The entire process relies on massive immunological profiling of patients and the use of artificial intelligence to select the epitopes — fragments of tumor proteins — most likely to trigger a robust immune response. This data-driven selection strategy significantly accelerates preclinical development and increases the chances of success in clinical trials.
PICK-IT: A Global Library to Identify Therapeutic Targets
The last pillar of the program, PICK-IT, adopts an infrastructural approach. The teams are creating an open-access library of cancer cell lines and organoids — mini-tumors grown in the lab — edited by CRISPR. Each model is designed to test the impact of inactivating a specific gene on tumor survival and proliferation.
This system allows researchers worldwide to quickly identify essential drivers — genes indispensable for tumor growth — and test drug combinations on robust preclinical models. By drastically shortening the target discovery cycle, PICK-IT aims to accelerate the transition from identifying a molecular anomaly to a drug candidate entering clinical trials.
The opening of this resource to the entire scientific community illustrates a central philosophy of the Cancer Grand Challenges program: open collaboration and data sharing as levers for collective progress. This approach breaks with traditional silos in pharmaceutical and academic research to create a decentralized and collaborative innovation ecosystem, similar to dynamics observed in other cutting-edge sectors like gene therapies.
A New Era for International Oncological Research
The five projects of the Cancer Grand Challenges program share several structural characteristics. Each relies on cutting-edge technological platforms — high-throughput sequencing, genomic editing, artificial intelligence, advanced imaging — and mobilizes international networks of clinical and academic centers. The generated data is aggregated in shared IT infrastructures, enabling cross-analyses and unexpected discoveries.

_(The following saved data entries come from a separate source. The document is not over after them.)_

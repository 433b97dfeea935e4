//! Streaming client for the Bithumb public feed
//!
//! Owns the connection lifecycle and fans decoded records out to registered
//! subscribers. Reconnection policy deliberately lives with the caller.

mod client;
mod registry;
mod transport;

pub use client::{FeedClient, FeedStats};
pub use registry::{Subscriber, SubscriptionId};

/// Connection lifecycle of a [`FeedClient`]
#[derive(Debug, Clone, Copy, PartialEq, Eq)]
pub enum ConnectionState {
    /// Constructed, never run
    Idle,
    /// Transport dial in progress
    Connecting,
    /// Handshake acknowledged
    Subscribed,
    /// Receive loop delivering records
    Streaming,
    /// Stop requested, receive loop winding down
    Stopping,
    /// Terminal; the client cannot be reused
    Closed,
}
//! Configuration module for the streaming client

use rust_decimal::Decimal;
use std::env;

use crate::subscription::TickInterval;

/// Application configuration
#[derive(Debug, Clone)]
pub struct Config {
    /// Symbols to subscribe to (e.g., ["BTC_KRW", "ETH_KRW"])
    pub symbols: Vec<String>,

    /// WebSocket endpoint for the Bithumb public feed
    pub ws_endpoint: String,

    /// REST API endpoint for order book snapshots
    pub rest_endpoint: String,

    /// Candle intervals for the ticker subscription
    pub tick_intervals: Vec<TickInterval>,

    /// Connect and handshake timeouts
    pub connect_timeout_ms: u64,
    pub handshake_timeout_ms: u64,

    /// Order book levels requested per snapshot
    pub snapshot_depth: u32,

    /// Records kept per symbol in the ledger
    pub ledger_capacity: usize,

    /// Directory for decision journal files
    pub records_dir: String,

    /// Volume power thresholds for the strategy workers
    pub buy_power_threshold: Decimal,
    pub sell_power_threshold: Decimal,

    /// Reconnection settings
    pub reconnect_delay_ms: u64,
    pub max_reconnect_attempts: u32,

    /// Port for the health and metrics endpoint
    pub health_port: u16,
}

impl Config {
    /// Load configuration from environment variables
    pub fn load() -> anyhow::Result<Self> {
        dotenvy::dotenv().ok();

        let symbols: Vec<String> = env::var("SYMBOLS")
            .unwrap_or_else(|_| "BTC_KRW,ETH_KRW".to_string())
            .split(',')
            .map(|s| s.trim().to_uppercase())
            .collect();

        let tick_intervals: Vec<TickInterval> = env::var("TICK_INTERVALS")
            .unwrap_or_else(|_| "1H".to_string())
            .split(',')
            .filter_map(|s| s.trim().parse().ok())
            .collect();
        let tick_intervals = if tick_intervals.is_empty() {
            vec![TickInterval::OneHour]
        } else {
            tick_intervals
        };

        Ok(Self {
            symbols,
            ws_endpoint: env::var("WS_ENDPOINT")
                .unwrap_or_else(|_| "wss://pubwss.bithumb.com/pub/ws".to_string()),
            rest_endpoint: env::var("REST_ENDPOINT")
                .unwrap_or_else(|_| "https://api.bithumb.com".to_string()),
            tick_intervals,
            connect_timeout_ms: env::var("CONNECT_TIMEOUT_MS")
                .unwrap_or_else(|_| "10000".to_string())
                .parse()
                .unwrap_or(10000),
            handshake_timeout_ms: env::var("HANDSHAKE_TIMEOUT_MS")
                .unwrap_or_else(|_| "5000".to_string())
                .parse()
                .unwrap_or(5000),
            snapshot_depth: env::var("SNAPSHOT_DEPTH")
                .unwrap_or_else(|_| "30".to_string())
                .parse()
                .unwrap_or(30),
            ledger_capacity: env::var("LEDGER_CAPACITY")
                .unwrap_or_else(|_| "256".to_string())
                .parse()
                .unwrap_or(256),
            records_dir: env::var("RECORDS_DIR")
                .unwrap_or_else(|_| "records".to_string()),
            buy_power_threshold: env::var("BUY_POWER_THRESHOLD")
                .unwrap_or_else(|_| "110".to_string())
                .parse()
                .unwrap_or_else(|_| Decimal::from(110)),
            sell_power_threshold: env::var("SELL_POWER_THRESHOLD")
                .unwrap_or_else(|_| "90".to_string())
                .parse()
                .unwrap_or_else(|_| Decimal::from(90)),
            reconnect_delay_ms: env::var("RECONNECT_DELAY_MS")
                .unwrap_or_else(|_| "1000".to_string())
                .parse()
                .unwrap_or(1000),
            max_reconnect_attempts: env::var("MAX_RECONNECT_ATTEMPTS")
                .unwrap_or_else(|_| "10".to_string())
                .parse()
                .unwrap_or(10),
            health_port: env::var("HEALTH_PORT")
                .unwrap_or_else(|_| "8080".to_string())
                .parse()
                .unwrap_or(8080),
        })
    }
}

impl Default for Config {
    fn default() -> Self {
        Self {
            symbols: vec!["BTC_KRW".to_string()],
            ws_endpoint: "wss://pubwss.bithumb.com/pub/ws".to_string(),
            rest_endpoint: "https://api.bithumb.com".to_string(),
            tick_intervals: vec![TickInterval::OneHour],
            connect_timeout_ms: 10000,
            handshake_timeout_ms: 5000,
            snapshot_depth: 30,
            ledger_capacity: 256,
            records_dir: "records".to_string(),
            buy_power_threshold: Decimal::from(110),
            sell_power_threshold: Decimal::from(90),
            reconnect_delay_ms: 1000,
            max_reconnect_attempts: 10,
            health_port: 8080,
        }
    }
}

This collaborative model contrasts with traditional approaches, often compartmentalized by institution, discipline, or geography. It is part of a broader trend in biomedical research, where complex challenges require transdisciplinary consortiums and coordinated investments. In France, research funding stakeholders recognize that this new scientific organization is an essential lever for accelerating the translation of fundamental discoveries into clinical practices. For more information on global research ethics, see our article on epistemic justice.
“Collaboration is essential to outsmart cancer.”
— Manon Pepin, Cancer Research Society
Beyond the expected scientific results, the Cancer Grand Challenges program embodies a strategic vision: that of open, collaborative research oriented towards concrete public health objectives. The potential benefits — early detection tests, personalized therapies, an expanded immunotherapeutic arsenal — could profoundly change the landscape of oncological care in the coming decade.
The five projects are not just a juxtaposition of scientific initiatives: they form an integrated ecosystem where each advance can feed the others. Biomarkers identified by ATLAS can guide PROTECT's adaptive strategies. SAVANA's immunological profiles can inform NEXT-Gen's therapeutic choices. Targets discovered via PICK-IT can enrich all pipelines. This systemic synergy amplifies the impact of every dollar invested.
In a context where cancers represent a growing burden on global health systems (Cancer Grand Challenges Instagram), the Cancer Grand Challenges program illustrates an ambitious and coordinated response. It shows that oncological science is entering a new phase, characterized by the integration of disruptive technologies, the pooling of resources, and a strong political will to transform research into tangible benefits for patients.